The city's Mandatory Recycling and Composting Ordinance , passed in 2009, requires everyone in San Francisco keep recyclables, compostables and trash separated. In 2018, San Francisco updated its zero waste commitments to reducing solid waste generation 15% and disposal to landfill or incineration again 50% by 2030.

In 2018, the Commission on the Environment also adopted a resolution (pdf)  outlining the Department of the Environment's commitment to racial equity and announcing its Racial Equity Initiative. The City and County of San Francisco recognized the need for a cohesive and coordinated approach to addressing racial inequities and, in 2019, adopted an ordinance (pdf) creating an Office of Racial Equity and mandating departments develop Racial Equity Action Plans.
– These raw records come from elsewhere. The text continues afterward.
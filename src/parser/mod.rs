//! # Parser
//!
//! A small parser-combinator engine and the arithmetic expression grammar
//! built on it.
//!
//! - [`state`] - immutable input streams threaded through parsers by value
//! - [`combinators`] - the generic [`Parser`] type and its combinators
//! - [`grammar`] - the expression grammar and its entry points

pub mod combinators;
pub mod grammar;
pub mod state;

pub use combinators::{
    Parser, end_of_input, item, join, lift_a2, many, optional, satisfy, some,
};
pub use grammar::{
    ExprHandler, ExpressionError, HandlerError, Parses, make_expression_parser, parse_expression,
};
pub use state::{CharStream, Stream, TokenStream};
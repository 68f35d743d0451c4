use typemaths::lexer::{Token, TokenizeError, Tokenizer, expression_tokenizer, filter_whitespace};

fn kinds(tokens: &[Token]) -> Vec<&str> {
    tokens.iter().map(|t| t.kind.as_str()).collect()
}

#[test]
fn lex_identifiers_and_numbers() {
    let tokens = expression_tokenizer().tokenize("foo_1 42 3.5e-2").unwrap();
    assert_eq!(
        kinds(&tokens),
        vec!["identifier", "whitespace", "number", "whitespace", "number"]
    );
    assert_eq!(tokens[0].text, "foo_1");
    assert_eq!(tokens[2].text, "42");
    assert_eq!(tokens[4].text, "3.5e-2");
}

#[test]
fn lex_operators_and_punctuation() {
    let tokens = filter_whitespace(expression_tokenizer().tokenize("+ - * / % ^ ( ) ,").unwrap());
    assert_eq!(
        kinds(&tokens),
        vec![
            "operator", "operator", "operator", "operator", "operator", "operator", "lparen",
            "rparen", "comma"
        ]
    );
}

#[test]
fn lex_double_star_as_one_operator() {
    let tokens = expression_tokenizer().tokenize("2**3").unwrap();
    assert_eq!(tokens.len(), 3);
    assert_eq!(tokens[1], Token::new("operator", "**"));
}

#[test]
fn lex_keeps_whitespace_until_filtered() {
    let tokens = expression_tokenizer().tokenize(" 1 +\t2 ").unwrap();
    assert_eq!(tokens.len(), 7);
    assert!(tokens[0].is("whitespace"));

    let tokens = filter_whitespace(tokens);
    assert_eq!(kinds(&tokens), vec!["number", "operator", "number"]);
}

#[test]
fn lex_empty_input() {
    assert!(expression_tokenizer().tokenize("").unwrap().is_empty());
}

#[test]
fn lex_rejects_unknown_character() {
    let err = expression_tokenizer().tokenize("1 + $").unwrap_err();
    match err {
        TokenizeError::NoMatch { position, found } => {
            assert_eq!(position, 4);
            assert_eq!(found, "$");
        }
        other => panic!("expected NoMatch, got {other:?}"),
    }
}

#[test]
fn first_declared_rule_wins() {
    // "if" matches both rules; declaration order decides
    let keyword_first = Tokenizer::new([("keyword", "if"), ("word", "[a-z]+")]).unwrap();
    let word_first = Tokenizer::new([("word", "[a-z]+"), ("keyword", "if")]).unwrap();

    assert_eq!(keyword_first.tokenize("if").unwrap()[0].kind, "keyword");
    assert_eq!(word_first.tokenize("if").unwrap()[0].kind, "word");

    // priority, not length: "iffy" becomes "if" + "fy"
    let tokens = keyword_first.tokenize("iffy").unwrap();
    assert_eq!(tokens.len(), 2);
    assert_eq!(tokens[0], Token::new("keyword", "if"));
    assert_eq!(tokens[1], Token::new("word", "fy"));
}

#[test]
fn rules_are_anchored_to_the_scan_position() {
    let tokenizer = Tokenizer::new([("digits", "[0-9]+")]).unwrap();
    assert!(tokenizer.tokenize("a1").is_err());
}

#[test]
fn empty_matches_do_not_count() {
    let tokenizer = Tokenizer::new([("maybe", "a*"), ("b", "b")]).unwrap();
    let tokens = tokenizer.tokenize("aab").unwrap();
    assert_eq!(kinds(&tokens), vec!["maybe", "b"]);
}

#[test]
fn invalid_pattern_is_reported() {
    let err = Tokenizer::new([("broken", "(")]).err().unwrap();
    assert!(matches!(err, TokenizeError::InvalidPattern { ref rule, .. } if rule == "broken"));
}

#[test]
fn rule_names_keep_declaration_order() {
    let names: Vec<_> = expression_tokenizer().rule_names().collect();
    assert_eq!(
        names,
        vec!["identifier", "number", "operator", "lparen", "rparen", "comma", "whitespace"]
    );
}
San Francisco implemented an innovative three-stream citywide residential and commercial collection program , with separate bins and a full range of size and frequency options, for commingled recyclables; compostables, including all food scraps, soiled paper and plant trimmings; and any remaining trash. Outreach uses lots of images and is done in Chinese, Spanish and other languages with customer service being able to communicate in almost any language.

Zero Waste… is the highest and best use of resources--eliminating waste throughout the product lifecycle where nothing goes to landfill or high temperature destruction. We create policies and programs that prevent waste and promote recycling and composting. SF Environment is doing all we can to make zero waste a reality.

The city implemented the first and largest urban food scraps composting collection program in the U.S. serving essentially every generator. San Francisco has collected more than two million tons of material and turned it into compost used by local orchards, vineyards and farmers.

San Francisco continues to develop and implement innovative initiatives including:

• Climate Action Goals and Planning (pdf)
• Checkout Bag Charge and Recyclable or Compostable Pre-Checkout Bag Ordinance
• Polystyrene Foam and the Food Service and Packaging Waste Reduction Ordinance
• Plastic, Litter, and Toxics Reduction Law
• Refuse Separation Law
• Customizable Sign Maker
• Disaster Debris Planning and Exercises

San Francisco actively participates in leading zero waste and climate organizations including the:

• California Resource Recovery Association
• Carbon Neutral Cities Alliance
• Bay Area Deconstruction Workgroup
• Pacific Coast Collaborative , and
• West Coast Climate and Materials Management Forum

San Francisco has a unique long-term refuse (recyclables, compostables and trash) ordinance where the city sets rates. The ordinance created a permit system to collect refuse for a charge and over time Recology acquired all the permits. The service provider develops infrastructure and provides collection, processing and reporting. The city provides direction and oversight. Most outreach is coordinated. To ensure success, San Francisco and Recology managers maintain regular communication and meet often to review operations, tasks and performance, and resolve any outstanding issues. A permit is not required to collect refuse with commercial value. Construction and demolition materials are not refuse and are governed by that ordinance.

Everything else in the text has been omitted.